**** INPUT

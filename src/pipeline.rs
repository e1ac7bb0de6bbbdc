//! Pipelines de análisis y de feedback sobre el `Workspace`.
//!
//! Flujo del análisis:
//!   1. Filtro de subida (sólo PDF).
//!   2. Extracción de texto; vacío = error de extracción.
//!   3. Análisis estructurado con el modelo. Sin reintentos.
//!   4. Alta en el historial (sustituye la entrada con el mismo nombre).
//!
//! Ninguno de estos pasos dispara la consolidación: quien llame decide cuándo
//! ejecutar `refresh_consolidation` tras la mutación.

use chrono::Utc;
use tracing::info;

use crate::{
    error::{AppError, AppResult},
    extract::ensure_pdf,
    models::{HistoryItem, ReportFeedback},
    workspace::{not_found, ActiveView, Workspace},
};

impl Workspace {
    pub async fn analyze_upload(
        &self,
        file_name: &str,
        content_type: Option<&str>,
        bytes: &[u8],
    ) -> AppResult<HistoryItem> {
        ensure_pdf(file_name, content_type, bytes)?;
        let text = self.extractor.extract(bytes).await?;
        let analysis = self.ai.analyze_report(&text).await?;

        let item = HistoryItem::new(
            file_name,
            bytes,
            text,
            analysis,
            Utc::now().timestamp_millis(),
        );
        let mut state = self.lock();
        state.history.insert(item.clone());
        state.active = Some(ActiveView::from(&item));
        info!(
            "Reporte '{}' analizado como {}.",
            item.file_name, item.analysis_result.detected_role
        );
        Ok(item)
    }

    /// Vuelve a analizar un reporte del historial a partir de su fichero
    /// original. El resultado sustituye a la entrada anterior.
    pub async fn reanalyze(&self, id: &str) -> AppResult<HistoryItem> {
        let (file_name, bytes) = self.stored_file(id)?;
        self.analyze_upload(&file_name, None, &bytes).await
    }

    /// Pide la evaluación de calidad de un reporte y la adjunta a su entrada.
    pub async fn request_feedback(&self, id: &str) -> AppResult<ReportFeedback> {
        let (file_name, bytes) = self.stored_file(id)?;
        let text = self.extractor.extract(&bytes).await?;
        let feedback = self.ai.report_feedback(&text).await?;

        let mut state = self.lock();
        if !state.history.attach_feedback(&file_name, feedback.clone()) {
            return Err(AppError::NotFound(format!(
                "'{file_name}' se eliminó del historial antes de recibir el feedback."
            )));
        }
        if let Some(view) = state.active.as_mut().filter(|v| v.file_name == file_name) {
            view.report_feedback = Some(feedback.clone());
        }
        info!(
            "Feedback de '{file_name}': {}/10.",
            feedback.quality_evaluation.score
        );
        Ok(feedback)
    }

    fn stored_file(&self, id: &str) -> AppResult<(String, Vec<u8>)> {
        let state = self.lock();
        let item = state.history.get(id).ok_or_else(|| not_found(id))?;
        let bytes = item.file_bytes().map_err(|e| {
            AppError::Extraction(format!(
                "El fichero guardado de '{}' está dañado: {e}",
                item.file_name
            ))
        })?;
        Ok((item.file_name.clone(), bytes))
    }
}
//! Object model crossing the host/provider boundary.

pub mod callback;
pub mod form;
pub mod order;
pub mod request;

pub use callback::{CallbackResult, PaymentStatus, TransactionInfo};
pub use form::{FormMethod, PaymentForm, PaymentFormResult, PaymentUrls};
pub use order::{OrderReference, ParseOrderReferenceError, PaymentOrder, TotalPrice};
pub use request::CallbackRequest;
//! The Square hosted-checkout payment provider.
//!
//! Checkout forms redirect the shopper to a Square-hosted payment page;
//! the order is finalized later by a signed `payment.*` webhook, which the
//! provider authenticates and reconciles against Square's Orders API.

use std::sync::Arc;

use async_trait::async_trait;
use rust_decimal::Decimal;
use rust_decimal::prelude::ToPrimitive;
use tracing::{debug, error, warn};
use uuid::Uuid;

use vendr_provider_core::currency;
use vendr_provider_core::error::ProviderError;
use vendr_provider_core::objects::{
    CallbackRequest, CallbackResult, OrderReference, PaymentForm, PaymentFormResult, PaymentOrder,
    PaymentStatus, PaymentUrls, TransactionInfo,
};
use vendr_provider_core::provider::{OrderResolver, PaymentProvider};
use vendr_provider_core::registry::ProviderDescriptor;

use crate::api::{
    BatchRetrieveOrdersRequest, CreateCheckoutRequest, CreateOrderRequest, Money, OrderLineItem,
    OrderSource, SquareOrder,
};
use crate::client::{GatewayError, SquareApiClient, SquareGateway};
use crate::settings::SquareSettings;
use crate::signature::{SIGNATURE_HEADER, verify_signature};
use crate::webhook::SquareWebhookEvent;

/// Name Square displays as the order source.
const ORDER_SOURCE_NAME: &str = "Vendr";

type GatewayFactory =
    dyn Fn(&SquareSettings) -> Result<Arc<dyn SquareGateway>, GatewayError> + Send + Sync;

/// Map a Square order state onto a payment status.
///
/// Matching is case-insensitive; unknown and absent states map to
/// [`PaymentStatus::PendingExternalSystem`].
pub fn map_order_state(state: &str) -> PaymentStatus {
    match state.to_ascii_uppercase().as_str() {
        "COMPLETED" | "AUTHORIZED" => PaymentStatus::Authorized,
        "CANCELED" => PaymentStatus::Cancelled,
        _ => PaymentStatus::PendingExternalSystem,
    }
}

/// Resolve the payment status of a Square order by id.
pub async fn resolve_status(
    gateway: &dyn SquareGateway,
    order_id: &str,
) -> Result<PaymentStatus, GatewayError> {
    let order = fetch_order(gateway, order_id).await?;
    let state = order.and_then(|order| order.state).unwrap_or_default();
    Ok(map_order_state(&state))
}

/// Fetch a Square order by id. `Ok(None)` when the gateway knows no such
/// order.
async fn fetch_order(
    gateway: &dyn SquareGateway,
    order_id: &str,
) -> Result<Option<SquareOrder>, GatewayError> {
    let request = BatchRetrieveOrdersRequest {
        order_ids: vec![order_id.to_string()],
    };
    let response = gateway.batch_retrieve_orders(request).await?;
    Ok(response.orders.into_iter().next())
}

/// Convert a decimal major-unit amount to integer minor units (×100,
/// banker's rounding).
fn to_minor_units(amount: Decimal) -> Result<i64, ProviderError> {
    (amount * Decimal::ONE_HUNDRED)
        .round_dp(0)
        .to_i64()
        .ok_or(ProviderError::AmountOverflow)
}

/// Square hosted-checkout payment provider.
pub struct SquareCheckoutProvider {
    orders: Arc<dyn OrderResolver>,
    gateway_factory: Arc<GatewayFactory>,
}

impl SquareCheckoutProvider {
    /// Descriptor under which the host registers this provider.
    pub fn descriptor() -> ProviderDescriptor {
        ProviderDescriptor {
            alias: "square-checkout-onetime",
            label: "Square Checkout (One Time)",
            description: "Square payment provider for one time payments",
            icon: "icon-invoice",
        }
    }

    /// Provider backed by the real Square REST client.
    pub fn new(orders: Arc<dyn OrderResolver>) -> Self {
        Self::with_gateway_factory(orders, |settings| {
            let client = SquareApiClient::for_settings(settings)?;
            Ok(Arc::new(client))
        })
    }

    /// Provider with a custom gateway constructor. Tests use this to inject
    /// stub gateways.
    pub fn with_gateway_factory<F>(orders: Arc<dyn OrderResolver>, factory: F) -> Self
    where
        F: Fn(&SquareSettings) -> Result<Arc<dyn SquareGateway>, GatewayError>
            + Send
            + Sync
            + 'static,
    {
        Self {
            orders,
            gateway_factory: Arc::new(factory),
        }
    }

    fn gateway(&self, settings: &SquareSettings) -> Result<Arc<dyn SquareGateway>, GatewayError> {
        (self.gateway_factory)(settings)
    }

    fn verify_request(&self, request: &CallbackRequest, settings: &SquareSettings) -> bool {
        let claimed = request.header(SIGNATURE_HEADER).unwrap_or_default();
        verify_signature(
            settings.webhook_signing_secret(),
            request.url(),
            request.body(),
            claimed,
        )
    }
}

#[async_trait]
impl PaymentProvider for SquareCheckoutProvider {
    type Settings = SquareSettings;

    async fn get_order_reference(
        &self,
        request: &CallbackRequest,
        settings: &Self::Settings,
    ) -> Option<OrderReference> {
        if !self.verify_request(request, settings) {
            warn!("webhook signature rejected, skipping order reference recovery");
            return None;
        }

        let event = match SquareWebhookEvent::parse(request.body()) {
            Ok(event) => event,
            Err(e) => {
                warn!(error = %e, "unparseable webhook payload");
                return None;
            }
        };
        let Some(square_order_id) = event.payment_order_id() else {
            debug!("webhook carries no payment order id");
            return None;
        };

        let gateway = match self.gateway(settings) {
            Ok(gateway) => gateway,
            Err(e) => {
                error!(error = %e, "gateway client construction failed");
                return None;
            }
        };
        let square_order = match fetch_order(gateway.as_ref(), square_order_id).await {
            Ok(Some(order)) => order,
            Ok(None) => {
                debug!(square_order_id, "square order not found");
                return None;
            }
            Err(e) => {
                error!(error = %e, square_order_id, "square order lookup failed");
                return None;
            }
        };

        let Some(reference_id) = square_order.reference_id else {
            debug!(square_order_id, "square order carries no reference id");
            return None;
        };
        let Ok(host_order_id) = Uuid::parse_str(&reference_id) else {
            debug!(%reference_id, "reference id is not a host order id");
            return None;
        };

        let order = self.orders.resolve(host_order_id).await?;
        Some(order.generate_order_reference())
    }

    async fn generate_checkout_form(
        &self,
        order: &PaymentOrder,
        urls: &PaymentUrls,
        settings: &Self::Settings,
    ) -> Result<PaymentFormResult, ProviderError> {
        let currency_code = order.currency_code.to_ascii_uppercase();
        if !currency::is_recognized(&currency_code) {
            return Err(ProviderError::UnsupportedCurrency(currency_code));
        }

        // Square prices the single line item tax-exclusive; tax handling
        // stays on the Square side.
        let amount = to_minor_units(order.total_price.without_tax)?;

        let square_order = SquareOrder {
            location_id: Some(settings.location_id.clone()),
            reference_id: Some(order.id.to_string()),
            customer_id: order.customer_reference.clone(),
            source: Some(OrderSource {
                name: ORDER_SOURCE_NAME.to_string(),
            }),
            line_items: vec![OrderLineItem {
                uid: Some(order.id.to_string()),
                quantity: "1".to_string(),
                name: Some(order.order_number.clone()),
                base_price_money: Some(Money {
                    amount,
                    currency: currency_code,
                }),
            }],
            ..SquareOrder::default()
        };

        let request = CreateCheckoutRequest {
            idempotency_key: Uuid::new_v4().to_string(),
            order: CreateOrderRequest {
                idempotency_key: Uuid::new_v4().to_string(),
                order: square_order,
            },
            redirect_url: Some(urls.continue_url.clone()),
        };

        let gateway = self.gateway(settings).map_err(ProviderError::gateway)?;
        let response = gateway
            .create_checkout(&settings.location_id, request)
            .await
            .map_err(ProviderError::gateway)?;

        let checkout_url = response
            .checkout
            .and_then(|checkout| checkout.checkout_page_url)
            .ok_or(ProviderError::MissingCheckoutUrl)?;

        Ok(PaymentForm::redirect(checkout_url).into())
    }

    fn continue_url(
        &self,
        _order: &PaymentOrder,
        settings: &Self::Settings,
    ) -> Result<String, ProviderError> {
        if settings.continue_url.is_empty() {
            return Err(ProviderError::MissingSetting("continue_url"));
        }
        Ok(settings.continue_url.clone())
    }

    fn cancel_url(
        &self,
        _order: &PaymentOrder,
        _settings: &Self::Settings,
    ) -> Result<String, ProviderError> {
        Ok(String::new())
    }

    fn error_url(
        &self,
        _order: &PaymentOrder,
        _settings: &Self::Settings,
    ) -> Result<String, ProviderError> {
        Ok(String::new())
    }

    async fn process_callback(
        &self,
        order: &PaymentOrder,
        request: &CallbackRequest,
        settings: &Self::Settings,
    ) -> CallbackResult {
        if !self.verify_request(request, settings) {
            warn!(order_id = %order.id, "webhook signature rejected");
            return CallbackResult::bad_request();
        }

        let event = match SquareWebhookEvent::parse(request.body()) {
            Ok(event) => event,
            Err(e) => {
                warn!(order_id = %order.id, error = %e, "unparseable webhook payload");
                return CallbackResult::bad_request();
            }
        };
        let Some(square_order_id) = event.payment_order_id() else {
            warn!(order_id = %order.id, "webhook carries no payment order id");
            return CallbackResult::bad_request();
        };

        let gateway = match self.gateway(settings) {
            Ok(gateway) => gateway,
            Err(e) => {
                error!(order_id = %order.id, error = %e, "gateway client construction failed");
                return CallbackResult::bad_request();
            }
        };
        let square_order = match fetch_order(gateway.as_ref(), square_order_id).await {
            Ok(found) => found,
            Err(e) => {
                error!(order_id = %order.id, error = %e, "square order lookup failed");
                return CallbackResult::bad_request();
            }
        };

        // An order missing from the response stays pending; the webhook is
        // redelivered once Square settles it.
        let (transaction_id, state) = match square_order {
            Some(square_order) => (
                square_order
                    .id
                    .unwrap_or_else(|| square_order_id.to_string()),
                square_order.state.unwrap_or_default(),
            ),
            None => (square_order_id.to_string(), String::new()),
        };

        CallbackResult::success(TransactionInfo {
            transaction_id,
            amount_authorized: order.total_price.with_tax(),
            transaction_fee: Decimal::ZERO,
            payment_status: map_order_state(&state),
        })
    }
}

********

INSTRUCTIONS TO FOLLOW
Copy out each line of the data containing the string "GatewayError".

WORKED SOLUTION
use crate::client::{GatewayError, SquareApiClient, SquareGateway};
    dyn Fn(&SquareSettings) -> Result<Arc<dyn SquareGateway>, GatewayError> + Send + Sync;
) -> Result<PaymentStatus, GatewayError> {
) -> Result<Option<SquareOrder>, GatewayError> {
        F: Fn(&SquareSettings) -> Result<Arc<dyn SquareGateway>, GatewayError>
    fn gateway(&self, settings: &SquareSettings) -> Result<Arc<dyn SquareGateway>, GatewayError> {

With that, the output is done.